New Year – Retrobacktive Returns with AFI: Eighties-ized!

Hello, and happy 2014.

It is now a new year and aspirations are high. Given the plethora of twists and turns Retrobacktive has yet to explore (“give or take a decade…” Damn it! Where are the 70s and 90s?!), why not start 2014 with an ambitious undertaking married to a tried-and-true staple of the digital reliquary?

From 1998 to 2008 the American Film Institute presented 13 lists of movies that were categorized and rated based upon their merit and cultural impact. As one of those lists was an update presented ten years after the original, AFI compiled a total of 12 unique countdowns within their series. There are 12 months in a year. Thus (wink wink, nudge nudge)…
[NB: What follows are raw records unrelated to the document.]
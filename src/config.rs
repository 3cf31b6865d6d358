//! Reconciler configuration
//!
//! [`ProvisionerArgs`] is the command-line/environment surface an integrator
//! flattens into their own clap CLI. [`ReconcilerOptions`] is what the
//! reconciler actually consumes, with the visibility-retry floors applied.

use std::time::Duration;

use clap::Args;
use tracing::debug;

use crate::retry::{MIN_RETRY_INTERVAL, MIN_RETRY_TIMEOUT};

/// Timing knobs for the create-until-visible retries
#[derive(Clone, Copy, Debug, PartialEq, Eq)]
pub struct ReconcilerOptions {
    /// Interval between visibility polls
    pub retry_interval: Duration,
    /// Total time to wait for a created record to become visible
    pub retry_timeout: Duration,
}

impl Default for ReconcilerOptions {
    fn default() -> Self {
        Self {
            retry_interval: MIN_RETRY_INTERVAL,
            retry_timeout: MIN_RETRY_TIMEOUT,
        }
    }
}

impl ReconcilerOptions {
    /// Raise values below their floor to the floor
    pub fn normalized(self) -> Self {
        let retry_interval = if self.retry_interval < MIN_RETRY_INTERVAL {
            debug!(
                requested_secs = self.retry_interval.as_secs_f64(),
                floor_secs = MIN_RETRY_INTERVAL.as_secs(),
                "retry interval below floor, raising"
            );
            MIN_RETRY_INTERVAL
        } else {
            self.retry_interval
        };

        let retry_timeout = if self.retry_timeout < MIN_RETRY_TIMEOUT {
            debug!(
                requested_secs = self.retry_timeout.as_secs_f64(),
                floor_secs = MIN_RETRY_TIMEOUT.as_secs(),
                "retry timeout below floor, raising"
            );
            MIN_RETRY_TIMEOUT
        } else {
            self.retry_timeout
        };

        Self {
            retry_interval,
            retry_timeout,
        }
    }
}

/// Command-line and environment settings for running a provisioner
///
/// Meant to be `#[command(flatten)]`-ed into the integrator's CLI.
#[derive(Args, Clone, Debug)]
pub struct ProvisionerArgs {
    /// Provisioner name StorageClasses must reference (matched case-insensitively)
    #[arg(long, env = "PROVISIONER_NAME")]
    pub provisioner_name: String,

    /// Seconds between visibility polls after a failed create (minimum 3)
    #[arg(long, env = "PROVISIONER_RETRY_INTERVAL_SECS", default_value = "3")]
    pub retry_interval_secs: u64,

    /// Seconds to wait for a created record to become visible (minimum 30)
    #[arg(long, env = "PROVISIONER_RETRY_TIMEOUT_SECS", default_value = "30")]
    pub retry_timeout_secs: u64,

    /// Only watch claims in this namespace
    #[arg(long, env = "PROVISIONER_NAMESPACE")]
    pub namespace: Option<String>,

    /// Number of claims reconciled concurrently
    #[arg(long, default_value = "8")]
    pub concurrency: usize,

    /// Attempts per claim before giving up until the next change (0 = retry forever)
    #[arg(long, default_value = "10")]
    pub max_requeues: u32,

    /// Emit JSON log lines
    #[arg(long)]
    pub log_json: bool,
}

impl ProvisionerArgs {
    /// Reconciler options derived from the arguments, floors applied
    pub fn reconciler_options(&self) -> ReconcilerOptions {
        ReconcilerOptions {
            retry_interval: Duration::from_secs(self.retry_interval_secs),
            retry_timeout: Duration::from_secs(self.retry_timeout_secs),
        }
        .normalized()
    }
}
Here are the guidelines: Retrobacktive will present its take on AFI’s “greatest” series with an original countdown based upon the institute’s lists starting with 1998’s 100 Years…100 Movies. Each month there will be a new countdown that follows the next chronological list from the series. While some subjectivity will find its way into these lists, attempts to measure each entry based on creativity, legacy, and artistic merit are considered. All films will have been released between 1970 and 1999, with the exception of this inaugural list which contains only films released between 1980 and 1989.
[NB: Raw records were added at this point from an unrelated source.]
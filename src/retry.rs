//! Retry utilities with exponential backoff and jitter.
//!
//! Two flavours live here:
//!
//! - [`retry_with_backoff`] retries any async operation that may fail
//!   transiently, using exponential backoff with jitter. The dispatcher uses
//!   it to re-run failed reconcile passes.
//! - [`create_until_visible`] creates a record and waits until the store
//!   reports it, absorbing "already exists" races and read-after-write lag.
//!
//! # Example
//!
//! ```ignore
//! use bucket_provisioner::retry::{retry_with_backoff, RetryConfig};
//!
//! let result = retry_with_backoff(
//!     &RetryConfig::default(),
//!     "reconcile team-a/photos",
//!     || async { reconciler.reconcile(&key).await },
//! ).await?;
//! ```

use std::future::Future;
use std::time::Duration;

use rand::Rng;
use tokio::time::Instant;
use tracing::{debug, error, warn};

use crate::Result;

/// Smallest interval between visibility polls
pub const MIN_RETRY_INTERVAL: Duration = Duration::from_secs(3);

/// Smallest total time spent waiting for a record to become visible
pub const MIN_RETRY_TIMEOUT: Duration = Duration::from_secs(30);

/// Configuration for operations that may fail transiently.
///
/// Used for whole reconcile passes to handle transient failures
/// with exponential backoff and jitter.
#[derive(Clone, Debug)]
pub struct RetryConfig {
    /// Maximum number of retry attempts (0 = infinite)
    pub max_attempts: u32,
    /// Initial delay between retries
    pub initial_delay: Duration,
    /// Maximum delay between retries
    pub max_delay: Duration,
    /// Multiplier for exponential backoff
    pub backoff_multiplier: f64,
}

impl Default for RetryConfig {
    fn default() -> Self {
        Self {
            max_attempts: 0, // infinite
            initial_delay: Duration::from_millis(500),
            max_delay: Duration::from_secs(60),
            backoff_multiplier: 2.0,
        }
    }
}

impl RetryConfig {
    /// Create a config with a maximum number of attempts
    pub fn with_max_attempts(attempts: u32) -> Self {
        Self {
            max_attempts: attempts,
            ..Default::default()
        }
    }

    /// Create a config that retries forever (infinite attempts)
    pub fn infinite() -> Self {
        Self::default()
    }
}

/// Execute an async operation with exponential backoff and jitter.
///
/// Retries indefinitely (or up to max_attempts if set) until success.
///
/// # Returns
/// The result of the operation, or the last error if max_attempts is exhausted.
pub async fn retry_with_backoff<F, Fut, T, E>(
    config: &RetryConfig,
    operation_name: &str,
    operation: F,
) -> std::result::Result<T, E>
where
    F: FnMut() -> Fut,
    Fut: Future<Output = std::result::Result<T, E>>,
    E: std::fmt::Display,
{
    retry_with_backoff_if(config, operation_name, |_| true, operation).await
}

/// Like [`retry_with_backoff`], but stops at the first error `retryable`
/// rejects and returns it.
pub async fn retry_with_backoff_if<F, Fut, T, E, R>(
    config: &RetryConfig,
    operation_name: &str,
    retryable: R,
    mut operation: F,
) -> std::result::Result<T, E>
where
    F: FnMut() -> Fut,
    Fut: Future<Output = std::result::Result<T, E>>,
    E: std::fmt::Display,
    R: Fn(&E) -> bool,
{
    let mut attempt = 0u32;
    let mut delay = config.initial_delay;

    loop {
        attempt += 1;

        match operation().await {
            Ok(result) => return Ok(result),
            Err(e) => {
                if !retryable(&e) {
                    error!(
                        operation = %operation_name,
                        attempt = attempt,
                        error = %e,
                        "Operation failed with a non-retryable error"
                    );
                    return Err(e);
                }
                if config.max_attempts > 0 && attempt >= config.max_attempts {
                    error!(
                        operation = %operation_name,
                        attempt = attempt,
                        error = %e,
                        "Operation failed after max retries"
                    );
                    return Err(e);
                }

                // Add jitter: 0.5x to 1.5x of the delay
                let jitter = rand::thread_rng().gen_range(0.5..1.5);
                let jittered_delay = Duration::from_secs_f64(delay.as_secs_f64() * jitter);

                warn!(
                    operation = %operation_name,
                    attempt = attempt,
                    error = %e,
                    delay_ms = jittered_delay.as_millis(),
                    "Operation failed, retrying"
                );

                tokio::time::sleep(jittered_delay).await;

                // Exponential backoff, capped at max_delay
                delay = Duration::from_secs_f64(
                    (delay.as_secs_f64() * config.backoff_multiplier)
                        .min(config.max_delay.as_secs_f64()),
                );
            }
        }
    }
}

/// Create a record and wait until the store reports it.
///
/// - `create` succeeds: its result is returned.
/// - `create` reports "already exists": the existing record is fetched and
///   returned, so a repeated pass adopts what an earlier pass persisted.
/// - any other `create` error: `fetch` is polled every `interval` until the
///   record is visible.
///
/// An "already exists" record that cannot be read yet is polled the same
/// way. If `timeout` elapses first, the original create error is returned,
/// so callers still see "already exists" for a record that lags.
pub async fn create_until_visible<T, C, CFut, F, FFut>(
    interval: Duration,
    timeout: Duration,
    what: &str,
    create: C,
    mut fetch: F,
) -> Result<T>
where
    C: FnOnce() -> CFut,
    CFut: Future<Output = Result<T>>,
    F: FnMut() -> FFut,
    FFut: Future<Output = Result<T>>,
{
    let start = Instant::now();

    let create_err = match create().await {
        Ok(created) => return Ok(created),
        Err(e) if e.is_already_exists() => {
            debug!(record = %what, "already exists, adopting");
            match fetch().await {
                Ok(existing) => return Ok(existing),
                Err(fetch_err) => {
                    debug!(record = %what, error = %fetch_err, "existing record not visible yet");
                    e
                }
            }
        }
        Err(e) => {
            warn!(
                record = %what,
                error = %e,
                "create failed, waiting for record to become visible"
            );
            e
        }
    };

    loop {
        tokio::time::sleep(interval).await;

        match fetch().await {
            Ok(found) => {
                debug!(record = %what, "record became visible");
                return Ok(found);
            }
            Err(e) => {
                if start.elapsed() > timeout {
                    error!(
                        record = %what,
                        timeout_secs = timeout.as_secs(),
                        "record never became visible"
                    );
                    return Err(create_err);
                }
                debug!(record = %what, error = %e, "record not visible yet");
            }
        }
    }
}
Finally, considering the abbreviated era of time within Retrobacktive’s scope, only 20 films will be presented for each list.

This seems fair.

And so, our first drum roll for 2014 leads to…

20) Batman (1989) – Believe it or not, there was a time when superhero movies were not that popular. Today it feels like studios release a new comic-book flick every week, but back in the early 80s there wasn’t much outside the Superman franchise. By 1987, however, even that series had floundered thanks to Superman IV: The Quest for Peace. Warner Bros. had been sitting on the rights to Batman for some time, and wanted Tim Burton to direct, but were wary of the unproven director’s abilities. After the success of Pee-Wee’s Big Adventure and Beetlejuice, Warner Bros. greenlit production for Batman with Jack Nicholson as the Joker and Michael Keaton in the titular role.

The casting of Keaton as Batman sparked controversy among fans as he was known at the time for playing comedic characters. Producer Jon Peters, however, lobbied for the actor’s casting, and Keaton’s tormented performance is often lauded for adding to the film’s dark tone. Batman was a commercial success breaking opening-weekend box office records and going on to win an Academy Award for Best Art Direction.  While much of the character’s legacy today is centered around Christopher Nolan’s Dark Knight trilogy, Tim Burton’s Batman deserves as much, if not more, credit for establishing the iconic image of the brooding, tortured superhero.

19) Return of the Jedi (1983) – To address the immediate concern of all Empire Strikes Back devotees, yes, the first Star Wars sequel was made in 1980 and could have been included on this list. But it wasn’t. And no consideration was given to include only one Star Wars film on this countdown, though in many ways Empire is the superior film. This is, however, an 80s retrospective, and when it comes to cultural impact that exists in the vacuum of time, it’s hard to deny posters of lovable Ewoks on every Gen X boy’s bedroom wall. As captivating as The Empire Strikes Back’s morose tone was, ROTJ provided a bit more of the effervescent jubilation inherent to the 80s.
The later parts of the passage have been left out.